= Beginning of Section =

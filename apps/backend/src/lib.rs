#![deny(clippy::wildcard_imports)]
#![cfg_attr(test, allow(clippy::wildcard_imports))]

pub mod auth;
pub mod config;
pub mod error;
pub mod errors;
pub mod extractors;
pub mod logging;
pub mod middleware;
pub mod oauth;
pub mod pages;
pub mod routes;
pub mod state;
pub mod trace_ctx;

// Re-exports for public API
pub use auth::claims::TokenClaims;
pub use auth::error::{TokenError, VerificationFailure};
pub use auth::identity::IdentityAssertion;
pub use auth::jwt::{issue, verify, SignedClaims, SignedToken, TOKEN_TTL};
pub use config::{AppConfig, ConfigError};
pub use error::AppError;
pub use errors::ErrorCode;
pub use extractors::{AuthToken, SessionClaims};
pub use middleware::{RequestTrace, SecurityHeaders, StructuredLogger, TraceSpan};
pub use oauth::google::{GoogleOAuthClient, GoogleOAuthConfig};
pub use oauth::{IdentityProvider, OAuthError};
pub use state::app_state::AppState;
pub use state::security_config::SecurityConfig;

// Auto-initialize logging for unit tests
#[cfg(test)]
#[ctor::ctor]
fn init_test_logging() {
    backend_test_support::logging::init();
}
use actix_web::{web, HttpResponse};

use super::auth::LOGIN_PATH;
use crate::error::AppError;
use crate::pages;

async fn root() -> Result<HttpResponse, AppError> {
    Ok(HttpResponse::Ok()
        .content_type("text/html; charset=utf-8")
        .body(pages::landing_page(LOGIN_PATH)?))
}

pub fn configure_routes(cfg: &mut web::ServiceConfig) {
    cfg.service(web::resource("/").route(web::get().to(root)));
}
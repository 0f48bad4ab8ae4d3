//! Reading `Set-Cookie` headers off test responses.

use actix_web::cookie::Cookie;
use actix_web::http::header::{HeaderMap, SET_COOKIE};

/// Parse the `Set-Cookie` header for `name`, if the response set one.
pub fn find_set_cookie(headers: &HeaderMap, name: &str) -> Option<Cookie<'static>> {
    headers
        .get_all(SET_COOKIE)
        .filter_map(|value| value.to_str().ok())
        .filter_map(|raw| Cookie::parse(raw.to_string()).ok())
        .find(|cookie| cookie.name() == name)
}
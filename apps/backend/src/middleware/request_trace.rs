//! Assigns every request a trace id.
//!
//! An inbound `x-request-id` is reused when it looks like an id we could
//! have produced ourselves; otherwise a fresh UUID v4 is generated. The id
//! is stored in request extensions as [`TraceId`], installed in the
//! task-local [`trace_ctx`](crate::trace_ctx) for the handler's lifetime and
//! echoed back in the `x-request-id` response header.

use actix_web::{
    dev::{forward_ready, Service, ServiceRequest, ServiceResponse, Transform},
    http::header,
    HttpMessage,
};
use futures_util::future::{ready, LocalBoxFuture, Ready};
use uuid::Uuid;

use crate::trace_ctx;

const REQUEST_ID_HEADER: &str = "x-request-id";
const MAX_INBOUND_ID_LEN: usize = 64;

/// Trace id of a request, available from request extensions.
#[derive(Debug, Clone, PartialEq, Eq)]
pub struct TraceId(pub String);

impl TraceId {
    pub fn as_str(&self) -> &str {
        &self.0
    }
}

fn inbound_request_id(req: &ServiceRequest) -> Option<String> {
    let value = req.headers().get(REQUEST_ID_HEADER)?.to_str().ok()?;
    let acceptable = !value.is_empty()
        && value.len() <= MAX_INBOUND_ID_LEN
        && value
            .chars()
            .all(|c| c.is_ascii_alphanumeric() || c == '-' || c == '_');
    acceptable.then(|| value.to_string())
}

pub struct RequestTrace;

impl<S, B> Transform<S, ServiceRequest> for RequestTrace
where
    S: Service<ServiceRequest, Response = ServiceResponse<B>, Error = actix_web::Error>,
    S::Future: 'static,
    B: 'static,
{
    type Response = ServiceResponse<B>;
    type Error = actix_web::Error;
    type InitError = ();
    type Transform = RequestTraceMiddleware<S>;
    type Future = Ready<Result<Self::Transform, Self::InitError>>;

    fn new_transform(&self, service: S) -> Self::Future {
        ready(Ok(RequestTraceMiddleware { service }))
    }
}

pub struct RequestTraceMiddleware<S> {
    service: S,
}

impl<S, B> Service<ServiceRequest> for RequestTraceMiddleware<S>
where
    S: Service<ServiceRequest, Response = ServiceResponse<B>, Error = actix_web::Error>,
    S::Future: 'static,
    B: 'static,
{
    type Response = ServiceResponse<B>;
    type Error = actix_web::Error;
    type Future = LocalBoxFuture<'static, Result<Self::Response, Self::Error>>;

    forward_ready!(service);

    fn call(&self, req: ServiceRequest) -> Self::Future {
        let trace_id = inbound_request_id(&req).unwrap_or_else(|| Uuid::new_v4().to_string());

        req.extensions_mut().insert(TraceId(trace_id.clone()));

        let fut = self.service.call(req);

        Box::pin(trace_ctx::with_trace_id(trace_id.clone(), async move {
            let mut res = fut.await?;

            if let Ok(value) = header::HeaderValue::from_str(&trace_id) {
                res.headers_mut()
                    .insert(header::HeaderName::from_static(REQUEST_ID_HEADER), value);
            }

            Ok(res)
        }))
    }
}
//! Google OAuth 2.0 authorization code flow.
//!
//! 1. [`GoogleOAuthClient::authorization_url`] sends the browser to Google
//!    with a CSRF `state`.
//! 2. Google redirects back to the configured redirect URI with `code` and
//!    `state`.
//! 3. [`GoogleOAuthClient::exchange_code`] trades the code for an access token.
//! 4. [`GoogleOAuthClient::get_user_info`] fetches the profile, which becomes
//!    an [`IdentityAssertion`]. The access token is dropped afterwards.

use std::fmt;
use std::time::Duration;

use async_trait::async_trait;
use serde::Deserialize;
use tracing::debug;
use url::Url;

use super::{IdentityProvider, OAuthError};
use crate::auth::identity::IdentityAssertion;

pub const GOOGLE_AUTHORIZE_URL: &str = "https://accounts.google.com/o/oauth2/v2/auth";
pub const GOOGLE_TOKEN_URL: &str = "https://oauth2.googleapis.com/token";
pub const GOOGLE_USERINFO_URL: &str = "https://openidconnect.googleapis.com/v1/userinfo";

const HTTP_TIMEOUT: Duration = Duration::from_secs(10);

/// Credentials and endpoints for the Google client.
#[derive(Clone)]
pub struct GoogleOAuthConfig {
    pub client_id: String,
    pub client_secret: String,
    /// Callback URL registered with Google
    pub redirect_uri: String,
    pub scopes: Vec<String>,
    pub authorize_url: String,
    pub token_url: String,
    pub userinfo_url: String,
}

impl GoogleOAuthConfig {
    /// Configuration against Google's public endpoints with the
    /// `openid email profile` scopes.
    pub fn new(
        client_id: impl Into<String>,
        client_secret: impl Into<String>,
        redirect_uri: impl Into<String>,
    ) -> Self {
        Self {
            client_id: client_id.into(),
            client_secret: client_secret.into(),
            redirect_uri: redirect_uri.into(),
            scopes: vec!["openid".into(), "email".into(), "profile".into()],
            authorize_url: GOOGLE_AUTHORIZE_URL.to_string(),
            token_url: GOOGLE_TOKEN_URL.to_string(),
            userinfo_url: GOOGLE_USERINFO_URL.to_string(),
        }
    }

    /// Point the token and userinfo calls at another origin.
    pub fn with_api_base(mut self, base: &str) -> Self {
        let base = base.trim_end_matches('/');
        self.token_url = format!("{base}/token");
        self.userinfo_url = format!("{base}/v1/userinfo");
        self
    }

    pub fn scopes_string(&self) -> String {
        self.scopes.join(" ")
    }
}

impl fmt::Debug for GoogleOAuthConfig {
    fn fmt(&self, f: &mut fmt::Formatter<'_>) -> fmt::Result {
        f.debug_struct("GoogleOAuthConfig")
            .field("client_id", &self.client_id)
            .field("client_secret", &"[REDACTED]")
            .field("redirect_uri", &self.redirect_uri)
            .field("scopes", &self.scopes)
            .finish_non_exhaustive()
    }
}

/// Successful token endpoint response. Only the access token is kept, and
/// only for the duration of the userinfo call.
#[derive(Deserialize)]
pub struct GoogleTokenResponse {
    pub access_token: String,
}

#[derive(Debug, Deserialize)]
struct GoogleErrorResponse {
    error: String,
    error_description: Option<String>,
}

/// Profile returned by the userinfo endpoint.
#[derive(Debug, Clone, Deserialize, PartialEq, Eq)]
pub struct GoogleUserInfo {
    pub sub: String,
    pub email: Option<String>,
    pub email_verified: Option<bool>,
    pub name: Option<String>,
}

impl GoogleUserInfo {
    /// Map the profile onto an assertion. Emails Google explicitly reports
    /// as unverified are left out, as are blank ones.
    pub fn into_assertion(self) -> IdentityAssertion {
        let verified = self.email_verified != Some(false);
        let emails = self
            .email
            .map(|e| e.trim().to_string())
            .filter(|e| verified && !e.is_empty())
            .into_iter()
            .collect();

        IdentityAssertion::new(self.sub, self.name.unwrap_or_default(), emails)
    }
}

#[derive(Debug, Clone)]
pub struct GoogleOAuthClient {
    config: GoogleOAuthConfig,
    authorize_url: Url,
    http_client: reqwest::Client,
}

impl GoogleOAuthClient {
    pub fn new(config: GoogleOAuthConfig) -> Result<Self, OAuthError> {
        let authorize_url = Url::parse(&config.authorize_url)
            .map_err(|e| OAuthError::InvalidEndpoint(format!("{}: {e}", config.authorize_url)))?;
        for endpoint in [&config.token_url, &config.userinfo_url] {
            Url::parse(endpoint)
                .map_err(|e| OAuthError::InvalidEndpoint(format!("{endpoint}: {e}")))?;
        }

        let http_client = reqwest::Client::builder().timeout(HTTP_TIMEOUT).build()?;

        Ok(Self {
            config,
            authorize_url,
            http_client,
        })
    }

    pub fn config(&self) -> &GoogleOAuthConfig {
        &self.config
    }

    #[tracing::instrument(skip(self, code), name = "GoogleOAuthClient::exchange_code")]
    pub async fn exchange_code(&self, code: &str) -> Result<GoogleTokenResponse, OAuthError> {
        debug!("exchanging authorization code for tokens");

        let response = self
            .http_client
            .post(&self.config.token_url)
            .form(&[
                ("client_id", self.config.client_id.as_str()),
                ("client_secret", self.config.client_secret.as_str()),
                ("code", code),
                ("redirect_uri", self.config.redirect_uri.as_str()),
                ("grant_type", "authorization_code"),
            ])
            .send()
            .await?;

        let status = response.status();
        let body = response.text().await?;

        if let Ok(error_response) = serde_json::from_str::<GoogleErrorResponse>(&body) {
            if !error_response.error.is_empty() {
                let message = error_response
                    .error_description
                    .unwrap_or(error_response.error);
                return Err(OAuthError::Provider(message));
            }
        }

        if !status.is_success() {
            return Err(OAuthError::Provider(format!(
                "token endpoint returned {status}"
            )));
        }

        serde_json::from_str(&body)
            .map_err(|e| OAuthError::Parse(format!("failed to parse token response: {e}")))
    }

    #[tracing::instrument(skip(self, access_token), name = "GoogleOAuthClient::get_user_info")]
    pub async fn get_user_info(&self, access_token: &str) -> Result<GoogleUserInfo, OAuthError> {
        debug!("fetching Google user info");

        let response = self
            .http_client
            .get(&self.config.userinfo_url)
            .bearer_auth(access_token)
            .send()
            .await?;

        let status = response.status();
        if !status.is_success() {
            return Err(OAuthError::Provider(format!(
                "userinfo endpoint returned {status}"
            )));
        }

        response
            .json()
            .await
            .map_err(|e| OAuthError::Parse(format!("failed to parse user info response: {e}")))
    }
}

#[async_trait]
impl IdentityProvider for GoogleOAuthClient {
    fn authorization_url(&self, state: &str) -> String {
        let mut url = self.authorize_url.clone();

        url.query_pairs_mut()
            .append_pair("client_id", &self.config.client_id)
            .append_pair("redirect_uri", &self.config.redirect_uri)
            .append_pair("response_type", "code")
            .append_pair("scope", &self.config.scopes_string())
            .append_pair("state", state)
            .append_pair("prompt", "select_account");

        url.to_string()
    }

    async fn verify_callback(&self, code: &str) -> Result<IdentityAssertion, OAuthError> {
        let tokens = self.exchange_code(code).await?;
        let profile = self.get_user_info(&tokens.access_token).await?;
        Ok(profile.into_assertion())
    }
}
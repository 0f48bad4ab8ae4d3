use actix_web::{web, HttpResponse};
use serde::Serialize;
use time::OffsetDateTime;

use crate::error::AppError;

#[derive(Debug, Serialize)]
struct HealthResponse {
    status: &'static str,
    app_version: &'static str,
    time: String,
}

async fn health() -> Result<HttpResponse, AppError> {
    let time = OffsetDateTime::now_utc()
        .format(&time::format_description::well_known::Rfc3339)
        .unwrap_or_else(|_| "unknown".to_string());

    Ok(HttpResponse::Ok().json(HealthResponse {
        status: "ok",
        app_version: env!("CARGO_PKG_VERSION"),
        time,
    }))
}

pub fn configure_routes(cfg: &mut web::ServiceConfig) {
    cfg.service(web::resource("").route(web::get().to(health)));
}
pub mod request_trace;
pub mod security_headers;
pub mod structured_logger;
pub mod trace_span;

pub use request_trace::{RequestTrace, TraceId};
pub use security_headers::SecurityHeaders;
pub use structured_logger::StructuredLogger;
pub use trace_span::TraceSpan;
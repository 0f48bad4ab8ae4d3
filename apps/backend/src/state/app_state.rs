use std::fmt;
use std::sync::Arc;

use super::security_config::SecurityConfig;
use crate::config::AppConfig;
use crate::oauth::IdentityProvider;

/// Application state shared by every worker. Immutable after startup.
#[derive(Clone)]
pub struct AppState {
    /// Token signing settings
    pub security: SecurityConfig,
    /// External identity verifier (Google in production)
    pub identity: Arc<dyn IdentityProvider>,
    /// Path the provider redirects back to
    pub callback_path: String,
    /// Whether cookies get the `Secure` attribute
    pub secure_cookies: bool,
}

impl AppState {
    pub fn new(
        security: SecurityConfig,
        identity: Arc<dyn IdentityProvider>,
        callback_path: impl Into<String>,
    ) -> Self {
        Self {
            security,
            identity,
            callback_path: callback_path.into(),
            secure_cookies: false,
        }
    }

    /// Build state from the loaded configuration.
    pub fn from_config(config: &AppConfig, identity: Arc<dyn IdentityProvider>) -> Self {
        Self {
            security: config.security(),
            identity,
            callback_path: config.callback_path.clone(),
            secure_cookies: config.public_url.starts_with("https://"),
        }
    }

    pub fn with_secure_cookies(mut self, secure: bool) -> Self {
        self.secure_cookies = secure;
        self
    }
}

impl fmt::Debug for AppState {
    fn fmt(&self, f: &mut fmt::Formatter<'_>) -> fmt::Result {
        f.debug_struct("AppState")
            .field("security", &self.security)
            .field("callback_path", &self.callback_path)
            .field("secure_cookies", &self.secure_cookies)
            .finish_non_exhaustive()
    }
}
// GET /auth/google/callback: state check, code exchange, token page.

use std::sync::Arc;
use std::time::SystemTime;

use actix_web::cookie::Cookie;
use actix_web::http::StatusCode;
use actix_web::test;
use backend_test_support::cookies::find_set_cookie;
use backend_test_support::problem_details::assert_problem_details_from_service_response;
use login_backend::routes::auth::STATE_COOKIE;
use login_backend::{verify, IdentityAssertion, TOKEN_TTL};

use crate::common::{ada, test_security};
use crate::support::flow::{start_login, token_from_page};
use crate::support::{create_test_app, test_state, FakeProvider};

const CALLBACK: &str = "/auth/google/callback";

#[actix_web::test]
async fn happy_path_issues_token_page() {
    let fake = Arc::new(FakeProvider::returning(ada()));
    let app = create_test_app(test_state(fake.clone())).await;
    let start = start_login(&app).await;

    let req = test::TestRequest::get()
        .uri(&format!("{CALLBACK}?code=auth-code-1&state={}", start.state))
        .cookie(start.cookie.clone())
        .to_request();
    let resp = test::call_service(&app, req).await;

    assert_eq!(resp.status(), StatusCode::OK);
    assert!(resp
        .headers()
        .get("content-type")
        .unwrap()
        .to_str()
        .unwrap()
        .starts_with("text/html"));
    assert_eq!(resp.headers().get("cache-control").unwrap(), "no-store");

    let cleared = find_set_cookie(resp.headers(), STATE_COOKIE).expect("state cookie cleared");
    assert_eq!(cleared.value(), "");

    let body = test::read_body(resp).await;
    let html = std::str::from_utf8(&body).unwrap();
    let token = token_from_page(html);

    assert_eq!(fake.codes(), vec!["auth-code-1".to_string()]);

    let payload = verify(&token, &test_security(), SystemTime::now()).unwrap();
    assert_eq!(payload.claims.id, "g-123");
    assert_eq!(payload.claims.name, "Ada Lovelace");
    assert_eq!(payload.claims.email, "ada@example.com");
    assert_eq!(payload.exp - payload.iat, TOKEN_TTL.as_secs() as i64);
}

#[actix_web::test]
async fn mismatched_state_is_rejected() {
    let fake = Arc::new(FakeProvider::returning(ada()));
    let app = create_test_app(test_state(fake.clone())).await;
    let start = start_login(&app).await;

    let req = test::TestRequest::get()
        .uri(&format!("{CALLBACK}?code=c&state=forged-state"))
        .cookie(start.cookie)
        .to_request();
    let resp = test::call_service(&app, req).await;

    assert_problem_details_from_service_response(
        resp,
        "INVALID_OAUTH_STATE",
        StatusCode::BAD_REQUEST,
        None,
    )
    .await;
    assert!(fake.codes().is_empty());
}

#[actix_web::test]
async fn missing_state_cookie_is_rejected() {
    let fake = Arc::new(FakeProvider::returning(ada()));
    let app = create_test_app(test_state(fake.clone())).await;
    let start = start_login(&app).await;

    let req = test::TestRequest::get()
        .uri(&format!("{CALLBACK}?code=c&state={}", start.state))
        .to_request();
    let resp = test::call_service(&app, req).await;

    assert_problem_details_from_service_response(
        resp,
        "INVALID_OAUTH_STATE",
        StatusCode::BAD_REQUEST,
        None,
    )
    .await;
    assert!(fake.codes().is_empty());
}

#[actix_web::test]
async fn empty_state_never_matches() {
    let app = create_test_app(test_state(Arc::new(FakeProvider::returning(ada())))).await;

    let req = test::TestRequest::get()
        .uri(&format!("{CALLBACK}?code=c&state="))
        .cookie(Cookie::new(STATE_COOKIE, ""))
        .to_request();
    let resp = test::call_service(&app, req).await;

    assert_problem_details_from_service_response(
        resp,
        "INVALID_OAUTH_STATE",
        StatusCode::BAD_REQUEST,
        None,
    )
    .await;
}

#[actix_web::test]
async fn provider_denial_is_reported() {
    let fake = Arc::new(FakeProvider::returning(ada()));
    let app = create_test_app(test_state(fake.clone())).await;

    let req = test::TestRequest::get()
        .uri(&format!("{CALLBACK}?error=access_denied"))
        .to_request();
    let resp = test::call_service(&app, req).await;

    assert_problem_details_from_service_response(
        resp,
        "OAUTH_DENIED",
        StatusCode::BAD_REQUEST,
        Some("access_denied"),
    )
    .await;
    assert!(fake.codes().is_empty());
}

#[actix_web::test]
async fn missing_code_is_rejected() {
    let fake = Arc::new(FakeProvider::returning(ada()));
    let app = create_test_app(test_state(fake.clone())).await;
    let start = start_login(&app).await;

    let req = test::TestRequest::get()
        .uri(&format!("{CALLBACK}?state={}", start.state))
        .cookie(start.cookie)
        .to_request();
    let resp = test::call_service(&app, req).await;

    assert_problem_details_from_service_response(
        resp,
        "MISSING_AUTHORIZATION_CODE",
        StatusCode::BAD_REQUEST,
        None,
    )
    .await;
    assert!(fake.codes().is_empty());
}

#[actix_web::test]
async fn provider_failure_is_bad_gateway() {
    let fake = Arc::new(FakeProvider::rejecting("invalid_grant"));
    let app = create_test_app(test_state(fake.clone())).await;
    let start = start_login(&app).await;

    let req = test::TestRequest::get()
        .uri(&format!("{CALLBACK}?code=stale&state={}", start.state))
        .cookie(start.cookie)
        .to_request();
    let resp = test::call_service(&app, req).await;

    assert_problem_details_from_service_response(
        resp,
        "IDENTITY_PROVIDER_ERROR",
        StatusCode::BAD_GATEWAY,
        Some("invalid_grant"),
    )
    .await;
    assert_eq!(fake.codes(), vec!["stale".to_string()]);
}

#[actix_web::test]
async fn profile_without_email_is_unprocessable() {
    let no_email = IdentityAssertion::new("g-456", "No Mail", Vec::new());
    let app = create_test_app(test_state(Arc::new(FakeProvider::returning(no_email)))).await;
    let start = start_login(&app).await;

    let req = test::TestRequest::get()
        .uri(&format!("{CALLBACK}?code=c&state={}", start.state))
        .cookie(start.cookie)
        .to_request();
    let resp = test::call_service(&app, req).await;

    assert_problem_details_from_service_response(
        resp,
        "INVALID_ASSERTION",
        StatusCode::UNPROCESSABLE_ENTITY,
        None,
    )
    .await;
}
use anyhow::Result;
use std::path::{Path, PathBuf};

use crate::runtime::Runtime;

use super::Meta;

/// Find a package record directory by name, optionally pinned to a version.
///
/// Scans the repository root in filesystem enumeration order. Without a
/// version, the first subdirectory whose name starts with `name` wins — so a
/// name that is a prefix of another package's name (`foo` vs `foobar`) makes
/// the result non-deterministic. That prefix matching is a known wart kept
/// for compatibility, not an intended feature. With a version, the directory
/// name must equal `<name>-<version>` exactly.
///
/// Returns `Ok(None)` when nothing matches; missing packages are not errors.
#[tracing::instrument(skip(runtime, repo_root))]
pub fn find_package<R: Runtime>(
    runtime: &R,
    repo_root: &Path,
    name: &str,
    version: Option<&str>,
) -> Result<Option<PathBuf>> {
    if !runtime.exists(repo_root) {
        return Ok(None);
    }

    for entry in runtime.read_dir(repo_root)? {
        let Some(dir_name) = entry.file_name().and_then(|n| n.to_str()) else {
            continue;
        };
        if !dir_name.starts_with(name) {
            continue;
        }
        match version {
            Some(version) => {
                if dir_name == Meta::dir_name(name, version) {
                    return Ok(Some(entry));
                }
            }
            None => return Ok(Some(entry)),
        }
    }

    Ok(None)
}
//! Runtime abstraction for filesystem operations.
//!
//! This module provides a trait-based abstraction over the filesystem,
//! enabling dependency injection and testability. All store, install and
//! remove logic goes through [`Runtime`] so unit tests can run against a
//! mock while the binary uses [`RealRuntime`].

mod fs;

use anyhow::Result;
use std::path::{Path, PathBuf};

#[cfg_attr(test, mockall::automock)]
pub trait Runtime: Send + Sync {
    fn write(&self, path: &Path, contents: &[u8]) -> Result<()>;
    fn read_to_string(&self, path: &Path) -> Result<String>;
    fn copy(&self, from: &Path, to: &Path) -> Result<u64>;
    fn create_dir_all(&self, path: &Path) -> Result<()>;
    fn remove_dir_all(&self, path: &Path) -> Result<()>;
    fn exists(&self, path: &Path) -> bool;
    fn is_dir(&self, path: &Path) -> bool;
    fn read_dir(&self, path: &Path) -> Result<Vec<PathBuf>>;
}

pub struct RealRuntime;

impl Runtime for RealRuntime {
    fn write(&self, path: &Path, contents: &[u8]) -> Result<()> {
        self.write_impl(path, contents)
    }

    fn read_to_string(&self, path: &Path) -> Result<String> {
        self.read_to_string_impl(path)
    }

    fn copy(&self, from: &Path, to: &Path) -> Result<u64> {
        self.copy_impl(from, to)
    }

    fn create_dir_all(&self, path: &Path) -> Result<()> {
        self.create_dir_all_impl(path)
    }

    fn remove_dir_all(&self, path: &Path) -> Result<()> {
        self.remove_dir_all_impl(path)
    }

    fn exists(&self, path: &Path) -> bool {
        self.exists_impl(path)
    }

    fn is_dir(&self, path: &Path) -> bool {
        self.is_dir_impl(path)
    }

    fn read_dir(&self, path: &Path) -> Result<Vec<PathBuf>> {
        self.read_dir_impl(path)
    }
}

= End of Section =

*Problem to solve*. Check the records above and copy each line that has the string "LocalBoxFuture".

*Written response*.
use futures_util::future::{ready, LocalBoxFuture, Ready};
    type Future = LocalBoxFuture<'static, Result<Self::Response, Self::Error>>;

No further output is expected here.